WHAT TO PRODUCE>
Your task is to copy every line of the records below that contains "delay".

PROVIDED DATA>
//! WebDriver rendering backend
//!
//! The live backend: one [`WebDriverRenderer`] owns one browser session
//! driven over the WebDriver protocol. A missing element comes back from
//! the wire as a `NoSuchElement` error, which maps to
//! [`DriverError::NotFound`]; every other protocol failure maps to
//! [`DriverError::Backend`] so the probe termination policy can tell the
//! two apart.

use crate::render::{DriverError, DriverResult, RenderNode, Renderer};
use async_trait::async_trait;
use std::time::Duration;
use thirtyfour::error::{WebDriverError, WebDriverErrorInner};
use thirtyfour::{By, DesiredCapabilities, WebDriver, WebElement};

fn map_err(selector: &str, err: WebDriverError) -> DriverError {
    match err.as_inner() {
        WebDriverErrorInner::NoSuchElement(_) => DriverError::not_found(selector),
        _ => DriverError::Backend(err.to_string()),
    }
}

/// A rendering session backed by a WebDriver-compatible browser.
pub struct WebDriverRenderer {
    driver: WebDriver,
}

impl WebDriverRenderer {
    /// Connects to a running WebDriver server and starts a browser session.
    pub async fn connect(server_url: &str) -> DriverResult<Self> {
        let caps = DesiredCapabilities::chrome();
        let driver = WebDriver::new(server_url, caps)
            .await
            .map_err(|e| DriverError::Backend(e.to_string()))?;
        Ok(Self { driver })
    }

    /// Ends the browser session. Sessions left open leak browser processes
    /// on the WebDriver host.
    pub async fn quit(self) -> DriverResult<()> {
        self.driver
            .quit()
            .await
            .map_err(|e| DriverError::Backend(e.to_string()))
    }
}

/// A live DOM element held by the WebDriver session.
pub struct WebDriverNode {
    element: WebElement,
}

#[async_trait]
impl RenderNode for WebDriverNode {
    async fn text(&self) -> DriverResult<String> {
        self.element
            .text()
            .await
            .map_err(|e| DriverError::Backend(e.to_string()))
    }

    async fn attribute(&self, name: &str) -> DriverResult<Option<String>> {
        self.element
            .attr(name)
            .await
            .map_err(|e| DriverError::Backend(e.to_string()))
    }

    async fn query(&self, selector: &str) -> DriverResult<Option<Self>> {
        match self.element.find(By::Css(selector)).await {
            Ok(element) => Ok(Some(Self { element })),
            Err(err) => match err.as_inner() {
                WebDriverErrorInner::NoSuchElement(_) => Ok(None),
                _ => Err(DriverError::Backend(err.to_string())),
            },
        }
    }
}

#[async_trait]
impl Renderer for WebDriverRenderer {
    type Node = WebDriverNode;

    async fn open(&self, url: &str) -> DriverResult<()> {
        self.driver
            .goto(url)
            .await
            .map_err(|e| DriverError::Backend(e.to_string()))
    }

    async fn navigate(&self, url: &str) -> DriverResult<()> {
        self.open(url).await
    }

    async fn query_all(&self, selector: &str) -> DriverResult<Vec<Self::Node>> {
        let elements = self
            .driver
            .find_all(By::Css(selector))
            .await
            .map_err(|e| map_err(selector, e))?;
        Ok(elements
            .into_iter()
            .map(|element| WebDriverNode { element })
            .collect())
    }

    async fn query_one(&self, selector: &str) -> DriverResult<Self::Node> {
        let element = self
            .driver
            .find(By::Css(selector))
            .await
            .map_err(|e| map_err(selector, e))?;
        Ok(WebDriverNode { element })
    }

    async fn click(&self, selector: &str) -> DriverResult<()> {
        let node = self.query_one(selector).await?;
        node.element
            .click()
            .await
            .map_err(|e| map_err(selector, e))
    }

    async fn scroll_into_view(&self, selector: &str) -> DriverResult<()> {
        let node = self.query_one(selector).await?;
        node.element
            .scroll_into_view()
            .await
            .map_err(|e| map_err(selector, e))
    }

    async fn settle(&self, delay: Duration) {
        tokio::time::sleep(delay).await;
    }
}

YOUR RESPONSE>
    async fn settle(&self, delay: Duration) {
        tokio::time::sleep(delay).await;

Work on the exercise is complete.